Poussé, projeté, ça me débat de partout,
mes mots simultanés, bousculés, les êtres bousculés, simultanés, ça s’entrechoque, ça se traverse, ça disparaît dans la fluidité, ce qui ne s’explique jamais[9].

Entre Moments fragiles de Jacques Brault (Noroît, 1984) et Malgré la mort du monde de Jean-Marc Desgent (Les Herbes rouges, 1985) — deux recueils que l’on pourrait considérer comme l’actualisation poétique des réflexions mises de l’avant dans les deux essais qui nous préoccupent — la différence ne tient pas seulement aux enjeux d’écriture, mais aussi à l’intensité, à la densité et au rythme des vers. De la filiation littéraire (l’intimisme de l’un contre le formalisme de l’autre) jusqu’à la disposition visuelle des poèmes (les vers brefs inspirés des haïkus japonais de Brault contre les poèmes-fleuves de Desgent), tout paraît donc séparer ces deux voies poétiques.

Or, les deux auteurs se retrouvent dans un décentrement de la réflexion poétique. Suivant une deuxième lecture attentive aux manques, trous, creux qui errent entre les paragraphes détachés et segmentés de ces deux textes, il s’avère que ceux-ci se fondent sur des prémisses similaires et paradoxales : l’émiettement du discours et le refus de la définition. Là où Jacques Brault indique : « Ne pas définir, mais indéfinir. La poésie ne vient au poème que par surcroit » (PM, p. 82), Jean-Marc Desgent écrit : « Je n’affirme pas, je m’affirme dans un présent interrogé. » (L, p. 31) L’absence de règles normatives (ce que devrait être, a priori, un art poétique) s’avère le point commun de ces deux textes. Ce défaut de référent stable n’en constitue pas moins le moteur de l’écriture, d’où la position intenable et aporétique des deux auteurs. Desgent est éloquent sur ce point, affirmant dès le début de son texte :

La douleur, c’est moi : incertitudes et questionnements profonds, durs, méchants. Elle est labyrinthe qui mène jusqu’à moi, errance infinie, écriture. Dans le dédale, avant et après, derrière et devant, surgissent, simultanés. Je dis oui aux équivoques et la douleur me dévoile en toutes contradictions. C’est l’ambiguïté du texte que je suis.

L, p. 31

Incertitude et douleur qui se décèlent aussi dans le texte de Brault : « Et par ces pages mal fichues me vient une douleur. Enfantine. Insondable. » (PM, p. 87) Au questionnement quant à une « raison » d’écriture, nous retrouvons donc une même réponse caduque dans « Une poétique en miettes », qui débute précisément par un acquiescement à l’incertitude : « Encore écrire sur l’écrire ? Pourquoi, alors que je ne sais pas ? — Peut-être pour cette raison même » (PM, p. 73 ; l’auteur souligne). C’est en résistant à une domestication théorique que ces deux textes se rejoignent. Le refus de clore le texte sur une signification fixe entraîne un émiettement du discours, qui se manifeste dès lors selon différentes fragmentations syntaxiques, ruptures de ton, distractions lyriques, dérives et vertiges des sens.

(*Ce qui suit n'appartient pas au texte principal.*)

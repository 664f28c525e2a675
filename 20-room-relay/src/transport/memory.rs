//! In-process pub/sub bus.
//!
//! Every subscriber sees every frame published after it was created and keeps
//! the ones matching its patterns, which is how Redis behaves for
//! `PSUBSCRIBE`. Several adaptors sharing one bus behave like several
//! processes sharing one Redis server.

use std::collections::VecDeque;

use tokio::sync::broadcast;
use tracing::warn;

use super::{Publisher, RelayError, RelayEvent, Subscriber};

const DEFAULT_CAPACITY: usize = 1024;

#[derive(Debug, Clone)]
enum Frame {
    Publish { channel: String, payload: Vec<u8> },
    UnsubscribeAll,
}

#[derive(Clone)]
pub struct MemoryBus {
    frames: broadcast::Sender<Frame>,
}

impl MemoryBus {
    pub fn new() -> Self {
        Self::with_capacity(DEFAULT_CAPACITY)
    }

    /// `capacity` bounds how far a slow subscriber may fall behind before it
    /// starts skipping frames.
    pub fn with_capacity(capacity: usize) -> Self {
        let (frames, _) = broadcast::channel(capacity);
        Self { frames }
    }

    pub fn publisher(&self) -> MemoryPublisher {
        MemoryPublisher {
            frames: self.frames.clone(),
        }
    }

    /// Opens a subscriber. It only sees frames published from now on.
    pub fn subscriber(&self) -> MemorySubscriber {
        MemorySubscriber {
            frames: self.frames.subscribe(),
            patterns: Vec::new(),
            pending: VecDeque::new(),
        }
    }

    /// Drops every pattern on every subscriber, which then report a
    /// subscription count of zero.
    pub fn unsubscribe_all(&self) {
        let _ = self.frames.send(Frame::UnsubscribeAll);
    }
}

impl Default for MemoryBus {
    fn default() -> Self {
        Self::new()
    }
}

pub struct MemoryPublisher {
    frames: broadcast::Sender<Frame>,
}

impl Publisher for MemoryPublisher {
    async fn publish(&mut self, channel: &str, payload: &[u8]) -> Result<(), RelayError> {
        // No live subscribers is not an error, same as PUBLISH returning 0.
        let _ = self.frames.send(Frame::Publish {
            channel: channel.to_string(),
            payload: payload.to_vec(),
        });
        Ok(())
    }
}

pub struct MemorySubscriber {
    frames: broadcast::Receiver<Frame>,
    patterns: Vec<String>,
    pending: VecDeque<RelayEvent>,
}

impl Subscriber for MemorySubscriber {
    async fn psubscribe(&mut self, pattern: &str) -> Result<(), RelayError> {
        if !self.patterns.iter().any(|existing| existing == pattern) {
            self.patterns.push(pattern.to_string());
        }
        self.pending.push_back(RelayEvent::Subscription {
            kind: "psubscribe".to_string(),
            channel: pattern.to_string(),
            count: self.patterns.len(),
        });
        Ok(())
    }

    async fn receive(&mut self) -> RelayEvent {
        if let Some(event) = self.pending.pop_front() {
            return event;
        }

        loop {
            match self.frames.recv().await {
                Ok(Frame::Publish { channel, payload }) => {
                    let matched = self
                        .patterns
                        .iter()
                        .find(|pattern| glob_match(pattern, &channel));
                    if let Some(pattern) = matched {
                        return RelayEvent::Message {
                            pattern: pattern.clone(),
                            channel,
                            payload,
                        };
                    }
                }
                Ok(Frame::UnsubscribeAll) => {
                    self.patterns.clear();
                    return RelayEvent::Subscription {
                        kind: "punsubscribe".to_string(),
                        channel: String::new(),
                        count: 0,
                    };
                }
                Err(broadcast::error::RecvError::Lagged(skipped)) => {
                    warn!(skipped, "memory bus subscriber lagged; frames dropped");
                }
                Err(broadcast::error::RecvError::Closed) => {
                    return RelayEvent::Error(RelayError::Closed);
                }
            }
        }
    }
}

/// Redis-style glob matching limited to `*` (any run) and `?` (any byte).
pub fn glob_match(pattern: &str, text: &str) -> bool {
    let pattern = pattern.as_bytes();
    let text = text.as_bytes();
    let (mut p, mut t) = (0, 0);
    let mut backtrack: Option<(usize, usize)> = None;

    while t < text.len() {
        match pattern.get(p) {
            Some(b'*') => {
                backtrack = Some((p, t));
                p += 1;
            }
            Some(&c) if c == b'?' || c == text[t] => {
                p += 1;
                t += 1;
            }
            _ => match backtrack {
                Some((star, consumed)) => {
                    p = star + 1;
                    t = consumed + 1;
                    backtrack = Some((star, consumed + 1));
                }
                None => return false,
            },
        }
    }

    pattern[p..].iter().all(|&c| c == b'*')
}
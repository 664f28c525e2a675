use std::net::SocketAddr;

use clap::{Args, Parser, Subcommand};

use crate::config::{DEFAULT_HOST, DEFAULT_PORT, DEFAULT_PREFIX, RelayOptions};

#[derive(Parser, Debug)]
#[command(author, version, about, long_about = None)]
pub struct Cli {
    #[command(subcommand)]
    pub command: Command,
}

#[derive(Subcommand, Debug)]
pub enum Command {
    /// Run a relay node that shares its rooms with every node on the same Redis.
    Node(NodeArgs),
    /// Connect to a node and chat in a room.
    Client(ClientArgs),
}

#[derive(Args, Debug, Clone)]
pub struct NodeArgs {
    /// Socket address the node should bind to. Use 0 for an ephemeral port.
    #[arg(long, default_value = "127.0.0.1:5000")]
    pub listen: SocketAddr,

    /// Redis host used for the relay.
    #[arg(long, default_value = DEFAULT_HOST)]
    pub host: String,

    /// Redis port used for the relay.
    #[arg(long, default_value_t = DEFAULT_PORT)]
    pub port: u16,

    /// Redis password, if the server requires one.
    #[arg(long)]
    pub password: Option<String>,

    /// Channel prefix shared by every node in the cluster.
    #[arg(long, default_value = DEFAULT_PREFIX)]
    pub prefix: String,

    /// Relay over an in-process bus instead of Redis. Rooms are then local to
    /// this node.
    #[arg(long)]
    pub standalone: bool,
}

impl NodeArgs {
    pub fn relay_options(&self) -> RelayOptions {
        RelayOptions {
            host: self.host.clone(),
            port: self.port,
            password: self.password.clone(),
            prefix: self.prefix.clone(),
        }
    }
}

#[derive(Args, Debug, Clone)]
pub struct ClientArgs {
    /// Address of the node to connect to.
    #[arg(long, default_value = "127.0.0.1:5000")]
    pub server: SocketAddr,

    /// Room joined on connect; plain lines are sent here.
    #[arg(long, default_value = "lobby")]
    pub room: String,
}

#[cfg(test)]
mod tests {
    use super::*;

    #[test]
    fn node_defaults_match_relay_defaults() {
        let cli = Cli::parse_from(["room_relay", "node"]);
        let Command::Node(args) = cli.command else {
            panic!("expected node command");
        };
        assert_eq!(args.relay_options(), RelayOptions::default());
        assert!(!args.standalone);
    }

    #[test]
    fn node_accepts_redis_options() {
        let cli = Cli::parse_from([
            "room_relay",
            "node",
            "--host",
            "redis.internal",
            "--port",
            "6380",
            "--password",
            "secret",
            "--prefix",
            "chat",
        ]);
        let Command::Node(args) = cli.command else {
            panic!("expected node command");
        };
        let options = args.relay_options();
        assert_eq!(options.host, "redis.internal");
        assert_eq!(options.port, 6380);
        assert_eq!(options.password.as_deref(), Some("secret"));
        assert_eq!(options.prefix, "chat");
    }
}
//! Relay connection options.

use anyhow::{Result, bail};

pub const DEFAULT_HOST: &str = "127.0.0.1";
pub const DEFAULT_PORT: u16 = 6379;
pub const DEFAULT_PREFIX: &str = "socket.io";

/// Where the relay's Redis lives and which channel namespace it uses.
///
/// Every process that should share rooms must use the same `prefix`.
#[derive(Debug, Clone, PartialEq, Eq)]
pub struct RelayOptions {
    pub host: String,
    pub port: u16,
    pub password: Option<String>,
    pub prefix: String,
}

impl Default for RelayOptions {
    fn default() -> Self {
        Self {
            host: DEFAULT_HOST.to_string(),
            port: DEFAULT_PORT,
            password: None,
            prefix: DEFAULT_PREFIX.to_string(),
        }
    }
}

impl RelayOptions {
    /// The prefix is embedded verbatim in a `PSUBSCRIBE` pattern, so it may not
    /// be empty or carry glob metacharacters or the glob escape `\\`.
    pub fn validate(&self) -> Result<()> {
        validate_prefix(&self.prefix)
    }
}

pub fn validate_prefix(prefix: &str) -> Result<()> {
    if prefix.is_empty() {
        bail!("relay prefix cannot be empty");
    }
    if let Some(c) = prefix.chars().find(|c| matches!(c, '*' | '?' | '[' | '\\')) {
        bail!("relay prefix '{prefix}' contains glob character '{c}'");
    }
    Ok(())
}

En plaçant côte à côte « Je ne reviendrai jamais du labyrinthe » et « Une poétique en miettes » nous obtenons un étrange panorama : forêt urbaine, ciel en morceaux détachés[10]. Pour saisir la portée toujours actuelle de ces écrits — si l’on en juge par deux essais ultérieurs qui réinvestissent les voies ouvertes ici : Dans la nuit du poème de Jacques Brault (Noroît, 2011) et Artaud-Gauvreau de Jean-Marc Desgent (Poètes de Brousse, 2010) —, il faut d’abord les situer dans le contexte d’un « décentrement » de la littérature au Québec, propre au début des années 1980. Nous verrons dans un deuxième temps comment chacune de ces esthétiques organisent une perte de sens selon leur tonalité respective (vacance chez Brault, surabondance chez Desgent) et produisent un éparpillement des signifiés possibles, trous ou ouvertures poétiques qui induisent une nudité autrement féconde, par exemple en tirant du désastre un bonheur de l’échec : « Écrire, aimer, il n’est jamais trop tard pour s’y mettre. Il n’est jamais insignifiant ou désastreux d’échouer. J’écris donc dans le but de renouer un fil cassé, de retrouver la force et la douceur de certains mots, de certains traits — trahis. » (PM, p. 86) Dans un troisième temps, il s’agira de relier ce mécanisme de dénuement qui menace tout poème de disparition — « Donc, se taire : laisser être le chant, nu, désarmé, plus risible encore que l’espoir » (PM, p. 79) — à une érotique (du vide), à une mythification amoureuse, suivant la conception de quelques trouvères médiévaux, mystiques de la Dame : « Mais le corps adoré échappe autant que le Dieu qui s’efface. Il hante l’écriture : elle chante sa perte sans pouvoir l’accepter ; en cela même, elle est érotique[11]. »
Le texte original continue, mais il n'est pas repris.